別れて2年半。沙織が気にすることがあるとすれば風太のことだろう。もしかしたら風太を引き取りたいのか?・・・昨日電話を切ってから幾度も胸の内に沸き起こった疑問を否定するように、圭太は被りを振った。
大丈夫だと言い聞かせる。あいつは確かに母親だが、一度は風太を捨てたのだからと。ーー今更だと。
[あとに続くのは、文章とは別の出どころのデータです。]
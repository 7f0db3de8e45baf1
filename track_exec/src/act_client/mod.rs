//! # Actuator Client
//!
//! Provides the [`Actuator`] abstraction used by the controller, along with `ActuatorLink`, which
//! drives the real actuator over a byte transport (usually a serial device), and `SimActuator`
//! which moves a simulated target.
//!
//! The link is safe to use while disconnected: movement commands are simply dropped.

// ------------------------------------------------------------------------------------------------
// MODULES
// ------------------------------------------------------------------------------------------------

pub mod params;
mod sim;

pub use params::ActParams;
pub use sim::SimActuator;

// ------------------------------------------------------------------------------------------------
// IMPORTS
// ------------------------------------------------------------------------------------------------

use comms_if::eqpt::act::{ActCmd, LinkStatus, MoveDemand, PowerLimits};
use log::{debug, info, warn};
use std::fs::OpenOptions;
use std::io::Write;
use std::path::Path;
use std::sync::{
    mpsc::{channel, Receiver, Sender},
    Mutex, MutexGuard,
};

// ------------------------------------------------------------------------------------------------
// TRAITS
// ------------------------------------------------------------------------------------------------

/// Something which can be told to move.
pub trait Actuator: Send + Sync {
    /// Move by the given demand. Must never block for long or fail; an actuator that can't move
    /// drops the command.
    fn move_by(&self, demand: MoveDemand);

    fn status(&self) -> LinkStatus;
}

// ------------------------------------------------------------------------------------------------
// STRUCTS
// ------------------------------------------------------------------------------------------------

pub struct ActuatorLink {
    inner: Mutex<LinkInner>,
    subscribers: Mutex<Vec<Sender<LinkStatus>>>,
}

struct LinkInner {
    transport: Option<Box<dyn Write + Send>>,
    status: LinkStatus,
    limits: PowerLimits,
    delay_ms: u32,
    commands_sent: u64,
}

// ------------------------------------------------------------------------------------------------
// ENUMS
// ------------------------------------------------------------------------------------------------

#[derive(Debug, thiserror::Error)]
pub enum LinkError {
    #[error("Could not open the actuator device {0:?}: {1}")]
    OpenError(String, std::io::Error),

    #[error("The link is not connected")]
    NotConnected,

    #[error("Could not write to the actuator: {0}")]
    WriteError(std::io::Error),
}

// ------------------------------------------------------------------------------------------------
// IMPLS
// ------------------------------------------------------------------------------------------------

impl ActuatorLink {
    /// Create a disconnected link.
    pub fn new(params: &ActParams) -> Self {
        Self {
            inner: Mutex::new(LinkInner {
                transport: None,
                status: LinkStatus::Disconnected,
                limits: params.power_limits,
                delay_ms: params.delay_ms,
                commands_sent: 0,
            }),
            subscribers: Mutex::new(Vec::new()),
        }
    }

    /// Connect to the device at the given path.
    pub fn connect<P: AsRef<Path>>(&self, device: P) -> Result<(), LinkError> {
        self.set_status(LinkStatus::Connecting);

        let file = OpenOptions::new()
            .write(true)
            .open(device.as_ref())
            .map_err(|e| {
                self.set_status(LinkStatus::Disconnected);
                LinkError::OpenError(device.as_ref().display().to_string(), e)
            })?;

        info!("Actuator device {:?} opened", device.as_ref());
        self.connect_with(Box::new(file))
    }

    /// Connect using an already open transport.
    ///
    /// The current delay setting is sent as soon as the link is up.
    pub fn connect_with(&self, transport: Box<dyn Write + Send>) -> Result<(), LinkError> {
        {
            let mut inner = self.lock();
            inner.transport = Some(transport);
            inner.status = LinkStatus::Connected;
        }
        self.notify(LinkStatus::Connected);

        let delay_ms = self.lock().delay_ms;
        self.send(ActCmd::SetDelay { delay_ms })
    }

    pub fn disconnect(&self) {
        let was_connected = {
            let mut inner = self.lock();
            inner.transport = None;
            inner.status != LinkStatus::Disconnected
        };

        if was_connected {
            self.set_status(LinkStatus::Disconnected);
        }
    }

    /// Receive every future status change of the link.
    pub fn subscribe(&self) -> Receiver<LinkStatus> {
        let (tx, rx) = channel();
        match self.subscribers.lock() {
            Ok(mut s) => s.push(tx),
            Err(e) => e.into_inner().push(tx),
        }
        rx
    }

    pub fn power_limits(&self) -> PowerLimits {
        self.lock().limits
    }

    /// Change the delay between actuator pulses, sending it straight away if connected.
    pub fn set_delay(&self, delay_ms: u32) -> Result<(), LinkError> {
        let connected = {
            let mut inner = self.lock();
            inner.delay_ms = delay_ms;
            inner.status == LinkStatus::Connected
        };

        if connected {
            self.send(ActCmd::SetDelay { delay_ms })
        } else {
            Ok(())
        }
    }

    /// Number of commands successfully written.
    pub fn commands_sent(&self) -> u64 {
        self.lock().commands_sent
    }

    /// Write a command to the transport. A write failure drops the link.
    fn send(&self, cmd: ActCmd) -> Result<(), LinkError> {
        let result = {
            let mut inner = self.lock();

            let transport = match inner.transport {
                Some(ref mut t) => t,
                None => return Err(LinkError::NotConnected),
            };

            let line = cmd.to_line();
            let result = transport
                .write_all(line.as_bytes())
                .and_then(|_| transport.flush());

            match result {
                Ok(()) => {
                    inner.commands_sent += 1;
                    Ok(())
                }
                Err(e) => {
                    inner.transport = None;
                    inner.status = LinkStatus::Disconnected;
                    Err(e)
                }
            }
        };

        result.map_err(|e| {
            warn!("Actuator link lost: {}", e);
            self.notify(LinkStatus::Disconnected);
            LinkError::WriteError(e)
        })
    }

    fn set_status(&self, status: LinkStatus) {
        let changed = {
            let mut inner = self.lock();
            let changed = inner.status != status;
            inner.status = status;
            changed
        };

        if changed {
            self.notify(status);
        }
    }

    /// Send the status to all subscribers, forgetting any which have gone away.
    fn notify(&self, status: LinkStatus) {
        info!("Actuator link {}", status);

        let mut subs = match self.subscribers.lock() {
            Ok(s) => s,
            Err(e) => e.into_inner(),
        };
        subs.retain(|tx| tx.send(status).is_ok());
    }

    fn lock(&self) -> MutexGuard<LinkInner> {
        match self.inner.lock() {
            Ok(g) => g,
            Err(e) => e.into_inner(),
        }
    }
}

impl Actuator for ActuatorLink {
    fn move_by(&self, demand: MoveDemand) {
        let clamped = self.power_limits().apply(demand);

        match self.send(ActCmd::Move(clamped)) {
            Ok(()) => debug!("Sent move ({}, {})", clamped.x, clamped.y),
            Err(LinkError::NotConnected) => {
                debug!("Link not connected, dropping move ({}, {})", clamped.x, clamped.y)
            }
            Err(e) => warn!("Move ({}, {}) not sent: {}", clamped.x, clamped.y, e),
        }
    }

    fn status(&self) -> LinkStatus {
        self.lock().status
    }
}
しかし、言い聞かせた端から不安に苛まれた。
風太を手離すことはしたくないし出来ない。あの時なら兎も角、今の圭太には風太の居ない生活など考えられなかった。
「お待たせ」
物思いに耽ける圭太の耳に聞き覚えのある声が聞こえた。顔を上げると、コーヒーが乗ったトレイを手に持つ沙織が目の前の席に座るところだ。会社の事務服に身を包んだ姿に違和感を覚え、圭太は眉根を寄せた。
「・・・働いてんのか?」
首を傾げた沙織が自分の姿を見下ろし「あ、これね。そうそう働いてんの」そう言ってニッコリと笑う。
「背に腹は変えられないでしょ?働かざる者食うべからずってね」
「旦那の稼ぎが悪いのか?」
確か旦那はスポーツジムのインストラクターだと訊いている。明け透けな物言いをする圭太を、沙織はクスリと笑い首を振った。